What you will do: Lines from the beginning of the entries up to and including the one with "use tracing::info;" must be duplicated word for word; leave out all others.

Information:
_ _ _ _ _ _ _

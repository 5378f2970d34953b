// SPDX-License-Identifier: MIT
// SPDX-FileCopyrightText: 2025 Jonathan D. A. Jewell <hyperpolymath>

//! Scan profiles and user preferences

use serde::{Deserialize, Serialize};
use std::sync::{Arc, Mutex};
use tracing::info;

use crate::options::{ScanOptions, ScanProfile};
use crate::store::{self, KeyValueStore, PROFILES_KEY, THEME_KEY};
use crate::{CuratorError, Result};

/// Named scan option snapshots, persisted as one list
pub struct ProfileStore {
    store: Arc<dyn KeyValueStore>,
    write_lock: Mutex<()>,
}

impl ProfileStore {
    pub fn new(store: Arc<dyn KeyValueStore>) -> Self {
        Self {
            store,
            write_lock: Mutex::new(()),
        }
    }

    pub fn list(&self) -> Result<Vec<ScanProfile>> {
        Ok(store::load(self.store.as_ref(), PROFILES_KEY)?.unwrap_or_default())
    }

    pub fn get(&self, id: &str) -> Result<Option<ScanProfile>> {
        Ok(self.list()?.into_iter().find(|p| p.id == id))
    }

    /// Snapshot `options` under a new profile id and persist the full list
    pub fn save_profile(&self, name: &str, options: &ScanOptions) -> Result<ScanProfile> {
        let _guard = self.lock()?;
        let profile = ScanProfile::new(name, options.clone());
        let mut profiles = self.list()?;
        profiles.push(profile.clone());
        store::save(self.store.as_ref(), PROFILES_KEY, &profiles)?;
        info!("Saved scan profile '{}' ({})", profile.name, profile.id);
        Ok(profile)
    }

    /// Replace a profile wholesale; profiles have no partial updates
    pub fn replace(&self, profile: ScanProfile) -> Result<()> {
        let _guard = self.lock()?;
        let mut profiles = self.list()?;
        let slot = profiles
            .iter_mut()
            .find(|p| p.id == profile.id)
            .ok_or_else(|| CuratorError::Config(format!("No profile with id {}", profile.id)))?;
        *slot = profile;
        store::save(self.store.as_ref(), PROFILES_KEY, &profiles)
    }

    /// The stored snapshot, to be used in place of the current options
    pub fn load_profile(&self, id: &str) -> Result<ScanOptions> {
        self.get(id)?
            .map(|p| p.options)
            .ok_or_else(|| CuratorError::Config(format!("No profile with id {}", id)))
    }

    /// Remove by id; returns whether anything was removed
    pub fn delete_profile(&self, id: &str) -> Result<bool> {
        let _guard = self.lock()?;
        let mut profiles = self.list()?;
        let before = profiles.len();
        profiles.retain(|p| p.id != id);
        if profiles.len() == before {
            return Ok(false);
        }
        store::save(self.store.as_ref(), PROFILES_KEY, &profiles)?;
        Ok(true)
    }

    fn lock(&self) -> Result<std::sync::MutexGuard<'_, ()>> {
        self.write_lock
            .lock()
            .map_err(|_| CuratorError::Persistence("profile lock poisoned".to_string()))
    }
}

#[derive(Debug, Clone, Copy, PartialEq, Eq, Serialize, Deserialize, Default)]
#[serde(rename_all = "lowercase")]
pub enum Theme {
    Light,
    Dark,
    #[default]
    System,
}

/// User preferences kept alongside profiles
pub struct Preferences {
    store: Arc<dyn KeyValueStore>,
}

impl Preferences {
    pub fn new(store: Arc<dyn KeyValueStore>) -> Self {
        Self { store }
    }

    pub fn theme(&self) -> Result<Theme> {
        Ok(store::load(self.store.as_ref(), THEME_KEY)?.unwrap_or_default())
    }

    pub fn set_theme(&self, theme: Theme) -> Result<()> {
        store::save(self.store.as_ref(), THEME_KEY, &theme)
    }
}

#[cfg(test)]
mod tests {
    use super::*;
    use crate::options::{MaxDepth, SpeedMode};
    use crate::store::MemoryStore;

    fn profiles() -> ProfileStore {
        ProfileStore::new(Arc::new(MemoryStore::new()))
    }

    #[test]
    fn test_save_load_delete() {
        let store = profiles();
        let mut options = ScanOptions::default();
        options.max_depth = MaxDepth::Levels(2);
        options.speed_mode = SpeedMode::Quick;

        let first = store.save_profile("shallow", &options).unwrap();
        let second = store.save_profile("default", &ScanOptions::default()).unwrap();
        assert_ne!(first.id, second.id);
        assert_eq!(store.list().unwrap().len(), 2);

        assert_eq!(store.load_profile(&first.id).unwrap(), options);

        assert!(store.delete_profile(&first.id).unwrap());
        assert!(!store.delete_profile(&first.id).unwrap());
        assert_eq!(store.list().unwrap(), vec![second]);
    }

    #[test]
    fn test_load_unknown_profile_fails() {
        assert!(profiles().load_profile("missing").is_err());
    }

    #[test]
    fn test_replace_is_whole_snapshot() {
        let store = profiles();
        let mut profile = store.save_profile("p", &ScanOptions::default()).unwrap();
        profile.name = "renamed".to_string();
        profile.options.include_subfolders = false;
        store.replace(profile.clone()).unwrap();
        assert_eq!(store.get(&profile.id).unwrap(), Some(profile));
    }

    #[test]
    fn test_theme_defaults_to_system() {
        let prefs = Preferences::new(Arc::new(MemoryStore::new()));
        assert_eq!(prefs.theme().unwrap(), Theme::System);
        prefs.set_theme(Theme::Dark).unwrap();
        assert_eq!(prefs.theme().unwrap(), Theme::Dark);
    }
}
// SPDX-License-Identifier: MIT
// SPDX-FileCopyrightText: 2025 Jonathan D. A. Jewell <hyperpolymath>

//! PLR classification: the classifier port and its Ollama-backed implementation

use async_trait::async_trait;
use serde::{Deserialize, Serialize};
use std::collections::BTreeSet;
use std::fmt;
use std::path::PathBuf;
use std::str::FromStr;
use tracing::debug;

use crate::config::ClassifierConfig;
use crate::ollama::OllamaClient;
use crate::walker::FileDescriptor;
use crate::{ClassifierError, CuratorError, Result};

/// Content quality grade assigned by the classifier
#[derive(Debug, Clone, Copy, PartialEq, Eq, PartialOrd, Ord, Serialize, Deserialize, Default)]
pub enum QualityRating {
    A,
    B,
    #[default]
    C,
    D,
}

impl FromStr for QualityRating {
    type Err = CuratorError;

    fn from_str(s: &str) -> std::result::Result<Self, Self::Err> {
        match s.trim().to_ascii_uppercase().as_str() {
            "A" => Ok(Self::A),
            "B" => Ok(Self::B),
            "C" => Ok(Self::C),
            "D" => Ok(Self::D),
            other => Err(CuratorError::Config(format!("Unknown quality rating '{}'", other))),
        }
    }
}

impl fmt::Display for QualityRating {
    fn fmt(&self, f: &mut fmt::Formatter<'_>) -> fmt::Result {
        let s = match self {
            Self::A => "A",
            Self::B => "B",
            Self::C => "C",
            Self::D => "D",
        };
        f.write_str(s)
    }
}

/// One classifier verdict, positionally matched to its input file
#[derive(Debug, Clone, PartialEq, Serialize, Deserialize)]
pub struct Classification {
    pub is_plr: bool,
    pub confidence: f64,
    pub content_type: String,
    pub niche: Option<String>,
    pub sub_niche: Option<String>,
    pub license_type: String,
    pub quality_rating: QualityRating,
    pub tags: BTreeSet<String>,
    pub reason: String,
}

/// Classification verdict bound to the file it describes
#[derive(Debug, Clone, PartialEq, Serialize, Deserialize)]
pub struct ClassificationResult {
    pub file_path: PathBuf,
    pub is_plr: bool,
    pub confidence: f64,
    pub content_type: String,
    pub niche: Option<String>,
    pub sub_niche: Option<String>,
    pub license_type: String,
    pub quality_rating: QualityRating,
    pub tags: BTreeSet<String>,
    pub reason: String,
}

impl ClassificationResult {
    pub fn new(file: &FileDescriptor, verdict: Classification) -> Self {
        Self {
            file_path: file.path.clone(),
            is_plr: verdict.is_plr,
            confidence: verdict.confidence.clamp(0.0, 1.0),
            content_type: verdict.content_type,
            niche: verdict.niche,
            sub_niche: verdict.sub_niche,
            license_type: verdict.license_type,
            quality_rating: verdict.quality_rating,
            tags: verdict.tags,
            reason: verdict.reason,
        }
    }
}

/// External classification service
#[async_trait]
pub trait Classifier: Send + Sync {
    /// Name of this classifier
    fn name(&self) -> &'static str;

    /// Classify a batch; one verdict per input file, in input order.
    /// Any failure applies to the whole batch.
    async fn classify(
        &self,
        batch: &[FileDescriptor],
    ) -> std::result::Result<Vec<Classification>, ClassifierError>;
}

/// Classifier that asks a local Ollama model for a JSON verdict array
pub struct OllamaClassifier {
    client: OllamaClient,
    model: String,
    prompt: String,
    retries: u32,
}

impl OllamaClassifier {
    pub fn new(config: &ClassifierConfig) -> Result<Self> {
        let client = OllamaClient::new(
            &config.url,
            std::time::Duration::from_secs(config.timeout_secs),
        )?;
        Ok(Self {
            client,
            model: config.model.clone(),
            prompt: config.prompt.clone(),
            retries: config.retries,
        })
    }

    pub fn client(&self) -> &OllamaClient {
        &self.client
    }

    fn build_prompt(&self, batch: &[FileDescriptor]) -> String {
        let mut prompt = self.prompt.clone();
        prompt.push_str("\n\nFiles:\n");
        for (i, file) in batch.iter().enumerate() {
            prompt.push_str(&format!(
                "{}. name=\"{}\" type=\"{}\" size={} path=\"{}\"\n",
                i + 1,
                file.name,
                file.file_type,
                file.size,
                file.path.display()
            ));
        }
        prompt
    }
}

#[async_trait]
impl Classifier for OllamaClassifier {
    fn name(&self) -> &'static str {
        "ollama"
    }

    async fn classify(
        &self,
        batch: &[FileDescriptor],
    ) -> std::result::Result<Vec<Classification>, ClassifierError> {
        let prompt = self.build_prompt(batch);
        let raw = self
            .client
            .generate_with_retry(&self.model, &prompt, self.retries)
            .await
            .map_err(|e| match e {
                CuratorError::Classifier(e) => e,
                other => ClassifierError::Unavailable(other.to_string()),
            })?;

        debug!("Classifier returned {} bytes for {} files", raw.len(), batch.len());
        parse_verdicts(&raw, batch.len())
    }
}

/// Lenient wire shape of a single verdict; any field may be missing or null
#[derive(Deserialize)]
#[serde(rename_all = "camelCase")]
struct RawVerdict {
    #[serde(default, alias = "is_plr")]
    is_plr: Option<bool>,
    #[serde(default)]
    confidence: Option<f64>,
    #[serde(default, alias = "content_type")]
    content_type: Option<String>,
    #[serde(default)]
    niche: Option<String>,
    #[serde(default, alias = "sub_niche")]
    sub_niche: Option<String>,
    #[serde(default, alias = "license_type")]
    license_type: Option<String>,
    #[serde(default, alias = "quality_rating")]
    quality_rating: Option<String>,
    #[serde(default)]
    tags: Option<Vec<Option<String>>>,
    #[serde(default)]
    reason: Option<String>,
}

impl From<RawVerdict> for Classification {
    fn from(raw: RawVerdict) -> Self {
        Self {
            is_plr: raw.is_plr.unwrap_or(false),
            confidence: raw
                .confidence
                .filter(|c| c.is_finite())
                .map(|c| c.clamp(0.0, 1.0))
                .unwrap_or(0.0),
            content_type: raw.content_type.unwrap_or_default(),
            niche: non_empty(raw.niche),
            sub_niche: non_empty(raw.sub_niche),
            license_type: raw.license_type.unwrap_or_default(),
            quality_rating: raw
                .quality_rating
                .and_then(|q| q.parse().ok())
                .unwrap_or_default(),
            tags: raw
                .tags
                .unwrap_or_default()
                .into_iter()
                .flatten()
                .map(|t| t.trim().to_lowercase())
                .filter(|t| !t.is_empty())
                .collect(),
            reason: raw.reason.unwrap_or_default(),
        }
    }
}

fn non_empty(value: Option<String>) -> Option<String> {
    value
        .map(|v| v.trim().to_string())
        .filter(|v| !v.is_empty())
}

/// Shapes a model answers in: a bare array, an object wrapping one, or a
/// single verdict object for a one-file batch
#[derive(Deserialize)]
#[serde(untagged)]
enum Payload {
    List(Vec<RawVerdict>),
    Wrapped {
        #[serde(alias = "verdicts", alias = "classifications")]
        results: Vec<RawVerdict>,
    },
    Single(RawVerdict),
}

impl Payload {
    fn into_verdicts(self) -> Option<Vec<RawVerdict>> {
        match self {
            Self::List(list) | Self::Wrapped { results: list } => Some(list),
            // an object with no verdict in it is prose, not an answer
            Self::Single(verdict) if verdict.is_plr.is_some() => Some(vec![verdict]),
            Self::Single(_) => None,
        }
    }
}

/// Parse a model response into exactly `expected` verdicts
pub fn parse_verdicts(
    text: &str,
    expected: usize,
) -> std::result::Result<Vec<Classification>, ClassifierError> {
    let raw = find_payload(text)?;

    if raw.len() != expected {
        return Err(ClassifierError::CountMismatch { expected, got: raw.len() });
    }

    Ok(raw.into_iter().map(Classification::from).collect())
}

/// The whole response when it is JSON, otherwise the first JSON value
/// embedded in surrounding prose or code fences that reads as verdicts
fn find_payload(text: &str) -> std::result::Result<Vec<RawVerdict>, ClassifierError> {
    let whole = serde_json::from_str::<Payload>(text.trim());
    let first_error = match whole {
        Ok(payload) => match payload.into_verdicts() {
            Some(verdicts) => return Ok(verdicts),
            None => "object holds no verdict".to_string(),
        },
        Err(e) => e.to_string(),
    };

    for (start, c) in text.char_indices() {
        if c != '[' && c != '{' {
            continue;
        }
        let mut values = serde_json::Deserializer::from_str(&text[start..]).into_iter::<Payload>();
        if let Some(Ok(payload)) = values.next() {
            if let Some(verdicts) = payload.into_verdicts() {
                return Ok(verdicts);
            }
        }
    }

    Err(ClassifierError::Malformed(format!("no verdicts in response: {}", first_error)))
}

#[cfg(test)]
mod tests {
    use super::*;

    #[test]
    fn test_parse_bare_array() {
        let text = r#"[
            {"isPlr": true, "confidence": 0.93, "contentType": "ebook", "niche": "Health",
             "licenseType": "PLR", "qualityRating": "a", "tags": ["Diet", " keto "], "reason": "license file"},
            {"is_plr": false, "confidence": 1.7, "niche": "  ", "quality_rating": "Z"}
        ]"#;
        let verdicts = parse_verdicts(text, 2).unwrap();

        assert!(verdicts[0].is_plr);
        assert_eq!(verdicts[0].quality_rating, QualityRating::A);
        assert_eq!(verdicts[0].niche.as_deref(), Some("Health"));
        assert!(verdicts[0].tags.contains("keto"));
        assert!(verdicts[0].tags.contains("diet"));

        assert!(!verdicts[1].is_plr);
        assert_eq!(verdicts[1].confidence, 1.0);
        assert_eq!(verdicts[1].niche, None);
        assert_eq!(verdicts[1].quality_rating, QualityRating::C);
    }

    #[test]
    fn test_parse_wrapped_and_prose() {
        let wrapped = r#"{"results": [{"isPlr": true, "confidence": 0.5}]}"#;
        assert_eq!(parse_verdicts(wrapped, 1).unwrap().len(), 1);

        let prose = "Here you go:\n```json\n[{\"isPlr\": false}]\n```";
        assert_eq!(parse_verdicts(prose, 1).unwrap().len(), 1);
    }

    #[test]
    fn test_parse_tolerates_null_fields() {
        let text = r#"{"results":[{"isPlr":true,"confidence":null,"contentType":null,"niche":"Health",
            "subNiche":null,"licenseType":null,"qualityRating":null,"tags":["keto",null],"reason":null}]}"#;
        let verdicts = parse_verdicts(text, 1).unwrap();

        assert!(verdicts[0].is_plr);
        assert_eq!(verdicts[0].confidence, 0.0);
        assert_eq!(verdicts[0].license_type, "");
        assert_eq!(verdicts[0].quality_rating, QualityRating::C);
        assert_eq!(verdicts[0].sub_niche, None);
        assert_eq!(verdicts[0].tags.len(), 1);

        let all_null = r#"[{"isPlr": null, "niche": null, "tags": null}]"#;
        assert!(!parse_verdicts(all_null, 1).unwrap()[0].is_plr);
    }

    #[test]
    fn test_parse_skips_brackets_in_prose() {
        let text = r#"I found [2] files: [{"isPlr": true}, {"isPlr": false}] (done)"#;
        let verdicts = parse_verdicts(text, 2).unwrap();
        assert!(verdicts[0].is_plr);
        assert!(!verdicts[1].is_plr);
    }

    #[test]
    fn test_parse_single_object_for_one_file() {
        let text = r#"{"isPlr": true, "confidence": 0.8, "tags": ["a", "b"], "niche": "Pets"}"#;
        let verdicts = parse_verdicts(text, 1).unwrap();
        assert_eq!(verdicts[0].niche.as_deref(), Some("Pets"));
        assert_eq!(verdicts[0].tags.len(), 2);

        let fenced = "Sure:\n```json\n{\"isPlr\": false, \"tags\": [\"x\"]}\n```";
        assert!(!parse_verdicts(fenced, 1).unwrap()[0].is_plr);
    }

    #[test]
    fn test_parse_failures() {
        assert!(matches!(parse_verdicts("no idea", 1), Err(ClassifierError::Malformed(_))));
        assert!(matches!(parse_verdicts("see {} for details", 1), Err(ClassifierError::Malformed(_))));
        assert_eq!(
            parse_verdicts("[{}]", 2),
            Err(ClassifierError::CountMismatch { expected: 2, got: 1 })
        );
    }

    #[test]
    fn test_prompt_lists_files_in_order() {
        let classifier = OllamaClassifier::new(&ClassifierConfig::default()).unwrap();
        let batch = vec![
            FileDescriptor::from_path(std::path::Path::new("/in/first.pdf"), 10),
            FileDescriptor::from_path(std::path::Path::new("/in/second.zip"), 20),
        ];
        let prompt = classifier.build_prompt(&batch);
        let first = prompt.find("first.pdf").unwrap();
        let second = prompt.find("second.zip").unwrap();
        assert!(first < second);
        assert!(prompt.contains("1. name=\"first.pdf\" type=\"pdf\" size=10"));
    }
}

_ _ _ _ _ _ _

Answer section:
repository 5378f2970d34953b
// SPDX-License-Identifier: MIT
// SPDX-FileCopyrightText: 2025 Jonathan D. A. Jewell <hyperpolymath>

//! Scan profiles and user preferences

use serde::{Deserialize, Serialize};
use std::sync::{Arc, Mutex};
use tracing::info;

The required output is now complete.